Task prompt
Please reply with one number only: how many lines in the entries below contain the string "common".

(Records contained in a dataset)
......
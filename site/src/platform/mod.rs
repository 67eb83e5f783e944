//! Platform adapters: the per-application primitives the backup and restore
//! sequences are built from.

mod drupal;
mod moodle;

pub use drupal::Drupal;
pub use moodle::Moodle;

use crate::context::OperationContext;
use crate::error::SiteError;
use crate::runner::CommandRunner;
use async_trait::async_trait;
use common::Settings;
use postgres::DatabaseBackend;
use serde::{Deserialize, Serialize};
use std::fmt;
use std::path::{Path, PathBuf};
use std::time::Duration;

#[derive(Debug, Clone, Copy, PartialEq, Eq, Serialize)]
#[serde(rename_all = "lowercase")]
pub enum SiteType {
    Drupal,
    Moodle,
}

impl SiteType {
    /// Detects the application on this host from the filesystem alone.
    pub fn detect(settings: &Settings) -> Option<SiteType> {
        if Drupal::detect(&settings.drupal) {
            Some(SiteType::Drupal)
        } else if Moodle::detect(&settings.moodle) {
            Some(SiteType::Moodle)
        } else {
            None
        }
    }

    pub fn as_str(&self) -> &'static str {
        match self {
            SiteType::Drupal => "drupal",
            SiteType::Moodle => "moodle",
        }
    }

    pub fn platform(&self, settings: &Settings) -> Box<dyn Platform> {
        match self {
            SiteType::Drupal => Box::new(Drupal::new(settings.drupal.clone())),
            SiteType::Moodle => Box::new(Moodle::new(settings.moodle.clone())),
        }
    }
}

impl fmt::Display for SiteType {
    fn fmt(&self, f: &mut fmt::Formatter<'_>) -> fmt::Result {
        f.write_str(self.as_str())
    }
}

/// An installed module or plugin as reported by the platform.
#[derive(Debug, Clone, PartialEq, Eq, Serialize, Deserialize)]
pub struct ModuleInfo {
    pub name: String,
    pub display_name: String,
    pub package: String,
    pub kind: String,
    pub status: String,
    pub version: Option<String>,
}

/// Collaborators a platform primitive may use.
pub struct Tools<'a> {
    pub runner: &'a CommandRunner,
    pub database: Option<&'a dyn DatabaseBackend>,
}

#[async_trait]
pub trait Platform: Send + Sync {
    fn site_type(&self) -> SiteType;

    /// Absolute directories archived by a backup.
    fn volumes(&self) -> &[PathBuf];

    /// How long background jobs are given to drain after maintenance mode is entered.
    fn settle_window(&self) -> Duration;

    /// Paths under `volume` a restore must leave in place, as rsync
    /// `--exclude` patterns relative to the volume.
    fn sync_excludes(&self, _volume: &Path) -> Vec<String> {
        Vec::new()
    }

    /// Whether the application is actually deployed, as opposed to merely detected.
    async fn is_installed(&self, ctx: &mut OperationContext, tools: &Tools<'_>) -> bool;

    /// Queries the live maintenance flag.
    async fn maintenance_mode(
        &self,
        ctx: &mut OperationContext,
        tools: &Tools<'_>,
    ) -> Result<bool, SiteError>;

    /// Switches maintenance mode unconditionally; callers query first.
    async fn apply_maintenance_mode(
        &self,
        ctx: &mut OperationContext,
        tools: &Tools<'_>,
        enable: bool,
    ) -> Result<(), SiteError>;

    /// Leaves every volume present and empty.
    async fn delete_files(
        &self,
        ctx: &mut OperationContext,
        tools: &Tools<'_>,
    ) -> Result<(), SiteError>;

    async fn pm_list(
        &self,
        _ctx: &mut OperationContext,
        _tools: &Tools<'_>,
    ) -> Result<Vec<ModuleInfo>, SiteError> {
        Err(SiteError::Unsupported(format!(
            "Module listing for {}",
            self.site_type()
        )))
    }
}

/// Removes everything inside `dir`, hidden entries included, keeping `dir`.
pub(crate) async fn empty_dir(dir: &Path) -> std::io::Result<usize> {
    let mut removed = 0;
    let mut entries = tokio::fs::read_dir(dir).await?;
    while let Some(entry) = entries.next_entry().await? {
        let path = entry.path();
        if entry.file_type().await?.is_dir() {
            tokio::fs::remove_dir_all(&path).await?;
        } else {
            tokio::fs::remove_file(&path).await?;
        }
        removed += 1;
    }
    Ok(removed)
}

const ENABLED_FLAGS: [&str; 6] = ["1", "true", "on", "b:1;", "i:1;", "s:1:\"1\";"];
const DISABLED_FLAGS: [&str; 8] = ["0", "false", "off", "b:0;", "i:0;", "s:1:\"0\";", "null", "n;"];

fn normalize_flag(raw: &str) -> String {
    raw.trim().trim_matches('"').to_ascii_lowercase()
}

/// Reads a stored boolean that may be a plain value or a PHP-serialized one.
pub(crate) fn parse_flag(raw: &str) -> bool {
    ENABLED_FLAGS.contains(&normalize_flag(raw).as_str())
}

/// The last line of command output that holds a boolean value. Notices and
/// warnings printed around the value are skipped.
pub(crate) fn flag_line(lines: &[String]) -> Option<&str> {
    lines.iter().rev().map(String::as_str).find(|line| {
        let flag = normalize_flag(line);
        ENABLED_FLAGS.contains(&flag.as_str()) || DISABLED_FLAGS.contains(&flag.as_str())
    })
}
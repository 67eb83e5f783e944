//! Postgres-shaped database backend used by site backups.

pub mod backend;
pub mod common;
pub mod wrapper;

pub use backend::{DatabaseBackend, Postgres};
pub use common::PostgresConfig;

use thiserror::Error;

#[derive(Error, Debug)]
pub enum PostgresError {
    #[error("Connection error: {0}")]
    ConnectionError(String),

    #[error("Query error: {0}")]
    QueryError(String),

    #[error("Dump error: {0}")]
    DumpError(String),

    #[error("Restore error: {0}")]
    RestoreError(String),

    #[error("IO error: {0}")]
    Io(#[from] std::io::Error),
}
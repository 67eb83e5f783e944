use crate::error::{ErrorCategory, SiteError};
use log::{debug, error, info, log_enabled, warn, Level};
use serde::Serialize;
use serde_json::{Map, Value};
use std::io::Write;
use std::time::{Duration, Instant};

/// State carried through one operation: the message log, the structured data
/// returned to the caller and the clock used for the elapsed time.
#[derive(Debug)]
pub struct OperationContext {
    operation: String,
    verbose: bool,
    started: Instant,
    messages: Vec<String>,
    data: Map<String, Value>,
    keep_alive_ticks: u64,
}

impl OperationContext {
    pub fn new(operation: impl Into<String>, verbose: bool) -> Self {
        Self {
            operation: operation.into(),
            verbose,
            started: Instant::now(),
            messages: Vec::new(),
            data: Map::new(),
            keep_alive_ticks: 0,
        }
    }

    pub fn operation(&self) -> &str {
        &self.operation
    }

    pub fn is_verbose(&self) -> bool {
        self.verbose
    }

    pub fn msg(&mut self, message: impl Into<String>) {
        let message = message.into();
        info!("{message}");
        self.messages.push(message);
    }

    pub fn warn(&mut self, message: impl Into<String>) {
        let message = message.into();
        warn!("{message}");
        self.messages.push(format!("WARNING: {message}"));
    }

    pub fn error(&mut self, message: impl Into<String>) {
        let message = message.into();
        error!("{message}");
        self.messages.push(format!("ERROR: {message}"));
    }

    /// Command output lines: always logged at debug level, kept in the
    /// message log only in verbose mode.
    pub fn output(&mut self, line: &str) {
        debug!("  {line}");
        if self.verbose {
            self.messages.push(format!("  {line}"));
        }
    }

    /// Signals that a long-running command is still alive. The tick goes to
    /// the log when info logging is on and straight to stderr otherwise.
    pub fn keep_alive(&mut self, command: &str) {
        self.keep_alive_ticks += 1;
        if log_enabled!(Level::Info) {
            info!("{}", self.keep_alive_line(command));
        } else if let Err(e) = self.write_keep_alive(&mut std::io::stderr().lock(), command) {
            debug!("Could not write keep-alive: {e}");
        }
    }

    fn keep_alive_line(&self, command: &str) -> String {
        format!(
            "Still running ({}s): {command}",
            self.started.elapsed().as_secs()
        )
    }

    fn write_keep_alive(&self, out: &mut impl Write, command: &str) -> std::io::Result<()> {
        writeln!(out, "{}", self.keep_alive_line(command))?;
        out.flush()
    }

    pub fn keep_alive_ticks(&self) -> u64 {
        self.keep_alive_ticks
    }

    /// Adds a value to the structured result. Values that cannot be
    /// serialized are dropped with a warning.
    pub fn data(&mut self, key: &str, value: impl Serialize) {
        match serde_json::to_value(value) {
            Ok(value) => {
                self.data.insert(key.to_string(), value);
            }
            Err(e) => self.warn(format!("Could not record {key}: {e}")),
        }
    }

    pub fn get_data(&self, key: &str) -> Option<&Value> {
        self.data.get(key)
    }

    pub fn messages(&self) -> &[String] {
        &self.messages
    }

    pub fn elapsed(&self) -> Duration {
        self.started.elapsed()
    }

    pub fn record_elapsed(&mut self) {
        let secs = self.elapsed().as_secs();
        self.msg(format!(
            "Elapsed execution time is {:02}:{:02}:{:02}.",
            secs / 3600,
            (secs % 3600) / 60,
            secs % 60
        ));
    }

    /// Consumes the context into the structured result printed at the end of
    /// an operation.
    pub fn into_report(self, outcome: Result<(), &SiteError>) -> Report {
        let (status, error, category) = match outcome {
            Ok(()) => ("ok", None, None),
            Err(e) => ("error", Some(e.to_string()), Some(e.category())),
        };
        Report {
            status,
            data: self.data,
            error,
            category,
            messages: self.verbose.then_some(self.messages),
        }
    }
}

#[derive(Debug, Serialize)]
pub struct Report {
    pub status: &'static str,
    pub data: Map<String, Value>,
    #[serde(skip_serializing_if = "Option::is_none")]
    pub error: Option<String>,
    #[serde(skip_serializing_if = "Option::is_none")]
    pub category: Option<ErrorCategory>,
    #[serde(skip_serializing_if = "Option::is_none")]
    pub messages: Option<Vec<String>>,
}

impl Report {
    pub fn is_success(&self) -> bool {
        self.status == "ok"
    }
}
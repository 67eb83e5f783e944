pub mod app_name;
pub mod backup;
pub mod delete;
pub mod download;
pub mod maint;
pub mod pmlist;
pub mod restore;
pub mod s3list;
pub mod space;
......
Response below
3